> **YOUR GOAL**
Give back the entries exactly, ending with the "a single input." line.
===== DATA FOR ANALYSIS =====
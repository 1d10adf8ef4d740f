//! Common types used across the pipeline.

use std::fmt;

use serde::{Deserialize, Serialize};

/// Identifier of an input track, scoped per medium.
pub type TrackId = u8;

/// Track id tagging mixed or composited output rather than a single input.
pub const MIXED_TRACK: TrackId = TrackId::MAX;

/// The medium carried by a track or buffer.
#[derive(Debug, Clone, Copy, PartialEq, Eq, Hash, Serialize, Deserialize)]
pub enum MediaKind {
    /// Audio samples.
    Audio,

    /// Video frames.
    Video,
}

impl fmt::Display for MediaKind {
    fn fmt(&self, f: &mut fmt::Formatter<'_>) -> fmt::Result {
        match self {
            Self::Audio => f.write_str("audio"),
            Self::Video => f.write_str("video"),
        }
    }
}

/// Pixel layout of a video frame.
#[derive(Debug, Clone, Copy, PartialEq, Eq, Hash, Serialize, Deserialize)]
pub enum PixelFormat {
    /// Packed 8-bit BGRA, 4 bytes per pixel.
    Bgra,

    /// Planar Y followed by interleaved UV, subsampled 2x2.
    Nv12,
}

/// Audio input format.
#[derive(Debug, Clone, Copy, PartialEq, Eq, Hash, Serialize, Deserialize)]
pub struct AudioFormat {
    /// Sample rate in Hz.
    pub sample_rate: u32,

    /// Number of interleaved channels.
    pub channels: u16,
}

impl AudioFormat {
    /// Create a new audio format.
    pub fn new(sample_rate: u32, channels: u16) -> Self {
        Self {
            sample_rate,
            channels,
        }
    }
}

impl Default for AudioFormat {
    fn default() -> Self {
        Self::new(crate::DEFAULT_SAMPLE_RATE, crate::DEFAULT_CHANNELS)
    }
}

/// Video input format.
#[derive(Debug, Clone, Copy, PartialEq, Eq, Hash, Serialize, Deserialize)]
pub struct VideoFormat {
    /// Width in pixels.
    pub width: u32,

    /// Height in pixels.
    pub height: u32,

    /// Pixel layout.
    pub pixel_format: PixelFormat,
}

impl VideoFormat {
    /// Create a new video format.
    pub fn new(width: u32, height: u32, pixel_format: PixelFormat) -> Self {
        Self {
            width,
            height,
            pixel_format,
        }
    }

    /// Shorthand for a packed BGRA format.
    pub fn bgra(width: u32, height: u32) -> Self {
        Self::new(width, height, PixelFormat::Bgra)
    }

    /// Expected payload size in bytes for a frame of this format.
    pub fn buffer_size(&self) -> usize {
        let pixels = self.width as usize * self.height as usize;
        match self.pixel_format {
            PixelFormat::Bgra => pixels * 4,
            // Y plane (width * height) + UV plane (width * height / 2)
            PixelFormat::Nv12 => pixels + pixels / 2,
        }
    }
}

/// Format descriptor embedded in every sample buffer.
#[derive(Debug, Clone, PartialEq, Eq, Serialize, Deserialize)]
pub enum FormatDescription {
    /// Interleaved f32 PCM audio.
    Audio(AudioFormat),

    /// Raw video frame.
    Video(VideoFormat),

    /// Anything the pipeline does not understand (timed metadata, text, ...).
    Other(String),
}

impl FormatDescription {
    /// Classify the descriptor by medium. `None` for unrecognized media.
    pub fn medium(&self) -> Option<MediaKind> {
        match self {
            Self::Audio(_) => Some(MediaKind::Audio),
            Self::Video(_) => Some(MediaKind::Video),
            Self::Other(_) => None,
        }
    }

    /// The audio format, if this describes audio.
    pub fn audio(&self) -> Option<AudioFormat> {
        match self {
            Self::Audio(format) => Some(*format),
            _ => None,
        }
    }

    /// The video format, if this describes video.
    pub fn video(&self) -> Option<VideoFormat> {
        match self {
            Self::Video(format) => Some(*format),
            _ => None,
        }
    }
}

/// Orientation applied to camera output.
#[derive(Debug, Clone, Copy, Default, PartialEq, Eq, Serialize, Deserialize)]
pub enum VideoOrientation {
    /// Device upright.
    #[default]
    Portrait,

    /// Device upside down.
    PortraitUpsideDown,

    /// Device rotated with the home side on the right.
    LandscapeRight,

    /// Device rotated with the home side on the left.
    LandscapeLeft,
}

/// Capture quality preset forwarded to the device session.
#[derive(Debug, Clone, Copy, Default, PartialEq, Eq, Serialize, Deserialize)]
pub enum SessionPreset {
    /// Highest quality the device offers.
    #[default]
    High,

    /// Medium quality.
    Medium,

    /// Low quality.
    Low,

    /// 1280x720.
    Hd1280x720,

    /// 1920x1080.
    Hd1920x1080,

    /// 3840x2160.
    Hd4K,
}

/// Snapshot of mixer counters.
#[derive(Debug, Clone, Default, PartialEq, Serialize, Deserialize)]
pub struct MixerStats {
    /// Mixed video buffers delivered to observers.
    pub video_buffers_dispatched: u64,

    /// Mixed audio buffers delivered to observers.
    pub audio_buffers_dispatched: u64,

    /// Composites rendered by the screen.
    pub screen_frames_rendered: u64,

    /// Display ticks that produced no composite.
    pub ticks_skipped: u64,

    /// Appended buffers dropped because their medium was not recognized.
    pub unrecognized_buffers: u64,

    /// Video frames dropped by the capture unit (pacing or full queue).
    pub video_frames_dropped: u64,

    /// Mixed audio buffers dropped because the output queue was full.
    pub audio_buffers_dropped: u64,

    /// Time since the mixer last started running, in seconds.
    pub uptime_seconds: u64,
}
=====
> **YOUR RESPONSE**
repository 1d10adf8ef4d740f
//! Common types used across the pipeline.

use std::fmt;

use serde::{Deserialize, Serialize};

/// Identifier of an input track, scoped per medium.
pub type TrackId = u8;

/// Track id tagging mixed or composited output rather than a single input.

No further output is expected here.